A list of topics covered in the course is available in the calendar.
Lectures: 2 sessions / week, 1.5 hours / session
What is rhetoric? What are the ethical and social implications of using rhetoric? These are the ultimate questions that we will consider this semester. Studying rhetoric teaches us not only how to write and speak persuasively but also how to understand the rhetorical efforts of others. Understanding rhetoric gives us the means of judging whose opinion about issues is the most accurate, useful, or valid, because such knowledge allows us to see beyond the persuasive techniques to the essence of the ideas. Further, understanding rhetoric is the best way of understanding the assumptions of and the points made by those who disagree with our positions. Further still, understanding rhetoric is the best way for us to deepen and refine our own positions and beliefs by exploring our own assumptions and our cultural contexts. In short, rhetoric teaches us how to find the limits of our own positions, how to argue effectively against others' positions, and how to create powerful and persuasive arguments for our own beliefs.
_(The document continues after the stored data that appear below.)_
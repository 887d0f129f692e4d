use crate::math::Matrix;

/// A trainable weight matrix together with its accumulated gradient and the
/// Adam optimiser statistics that persist across iterations.
///
/// A frozen parameter never accumulates gradient and ignores optimiser
/// steps. Freezing is one-way.
#[derive(Clone, Debug)]
pub struct Param {
    pub value: Matrix,
    pub grad: Matrix,
    m: Matrix,
    v: Matrix,
    t: usize,
    frozen: bool,
}

impl Param {
    pub fn new(value: Matrix) -> Self {
        let (rows, cols) = value.shape();
        Self {
            value,
            grad: Matrix::zeros(rows, cols),
            m: Matrix::zeros(rows, cols),
            v: Matrix::zeros(rows, cols),
            t: 0,
            frozen: false,
        }
    }

    pub fn shape(&self) -> (usize, usize) {
        self.value.shape()
    }

    pub fn len(&self) -> usize {
        self.value.data.len()
    }

    pub fn is_empty(&self) -> bool {
        self.value.data.is_empty()
    }

    pub fn is_frozen(&self) -> bool {
        self.frozen
    }

    /// Exclude this parameter from gradient accumulation and optimisation
    /// for the rest of its life.
    pub fn freeze(&mut self) {
        self.frozen = true;
        self.zero_grad();
    }

    pub fn zero_grad(&mut self) {
        self.grad.data.iter_mut().for_each(|g| *g = 0.0);
    }

    /// `grad += g`, unless frozen.
    pub fn accumulate(&mut self, g: &Matrix) {
        if self.frozen {
            return;
        }
        self.grad.add_assign(g);
    }

    /// Add `g` into row `row` of the gradient, unless frozen.
    pub fn accumulate_row(&mut self, row: usize, g: &[f32]) {
        if self.frozen {
            return;
        }
        for (acc, &v) in self.grad.row_mut(row).iter_mut().zip(g) {
            *acc += v;
        }
    }

    pub fn sgd_step(&mut self, lr: f32, weight_decay: f32) {
        if self.frozen {
            return;
        }
        for (w, &g) in self.value.data.iter_mut().zip(self.grad.data.iter()) {
            *w -= lr * (g + weight_decay * *w);
        }
    }

    pub fn adam_step(&mut self, lr: f32, beta1: f32, beta2: f32, eps: f32, weight_decay: f32) {
        if self.frozen {
            return;
        }
        self.t += 1;
        let bc1 = 1.0 - beta1.powi(self.t as i32);
        let bc2 = 1.0 - beta2.powi(self.t as i32);
        for i in 0..self.value.data.len() {
            let g = self.grad.data[i] + weight_decay * self.value.data[i];
            self.m.data[i] = beta1 * self.m.data[i] + (1.0 - beta1) * g;
            self.v.data[i] = beta2 * self.v.data[i] + (1.0 - beta2) * g * g;
            let m_hat = self.m.data[i] / bc1;
            let v_hat = self.v.data[i] / bc2;
            self.value.data[i] -= lr * m_hat / (v_hat.sqrt() + eps);
        }
    }
}

#[cfg(test)]
mod tests {
    use super::*;

    #[test]
    fn frozen_param_ignores_gradients_and_steps() {
        let mut p = Param::new(Matrix::from_vec(1, 2, vec![1.0, 2.0]));
        p.freeze();
        p.accumulate(&Matrix::from_vec(1, 2, vec![5.0, 5.0]));
        p.sgd_step(0.1, 0.0);
        p.adam_step(0.1, 0.9, 0.999, 1e-8, 0.0);
        assert_eq!(p.grad.data, vec![0.0, 0.0]);
        assert_eq!(p.value.data, vec![1.0, 2.0]);
    }

    #[test]
    fn sgd_moves_against_gradient() {
        let mut p = Param::new(Matrix::from_vec(1, 1, vec![1.0]));
        p.accumulate(&Matrix::from_vec(1, 1, vec![2.0]));
        p.sgd_step(0.5, 0.0);
        assert_eq!(p.value.data, vec![0.0]);
    }
}
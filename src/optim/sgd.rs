use crate::layers::Param;

pub struct SGD {
    pub lr: f32,
    pub weight_decay: f32,
}

impl SGD {
    pub fn new(lr: f32, weight_decay: f32) -> Self {
        Self { lr, weight_decay }
    }

    pub fn step(&mut self, params: &mut [&mut Param]) {
        for p in params.iter_mut() {
            p.sgd_step(self.lr, self.weight_decay);
        }
    }
}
At its best, rhetoric is used ethically by people of good will who wish to present their ideas forcibly but fairly to their communities. At its worst, however, rhetoric is used unethically by people to manipulate us instead of enlightening us, to spread propaganda instead of seeking truth, to make palatable those ideas and products whose adoption actually runs counter to our best interests. Understanding rhetoric, then, is our best defense against its abusers--e.g., political "spin doctors," advertisers, demagogues, apologists for immoral business practices, and hate mongers. Using rhetoric in an ethical manner is our best method for becoming agents for positive change in our society.
"Imagine that you enter a parlor. You come late. When you arrive, others have long preceded you, and they are engaged in a heated discussion, a discussion too heated for them to pause and tell you exactly what it is about. In fact, the discussion had already begun long before any of them got there, so that no one present is qualified to retrace for you all the steps that had gone before. You listen for a while, until you decide that you have caught the tenor of the argument; then you put in your oar. Someone answers; you answer him [sic]; another comes to your defense; another aligns himself [sic] against you, to either the embarrassment or gratification of your opponent, depending upon the quality of your ally's assistance. However, the discussion is interminable. The hour grows late, you must depart. And you do depart, with the discussion still vigorously in progress." - Kenneth Burke
Note: Written work must be emailed to me before the class meeting when it is due. Email it to me as a Microsoft® Word attachment (no other format) plus copy-and-paste it into the email itself. Work not emailed to me before class will receive a late penalty.
This course requires your attendance, participation, and on-time production. I do not distinguish between excused and unexcused cuts: if you're not in class, you are not contributing.
As the writer, bring a written list of specific questions about your content and organization. As a reader, give specific advice about how to deepen and clarify ideas, organization, etc.
The top of the first page of each of your essays must follow this format:
Meaningful Essay Title
March 14, 2006
Essay: Ethical Argument
The Case For Letting Deer Vote in Elections
Essay itself starts here (2 spaces below title)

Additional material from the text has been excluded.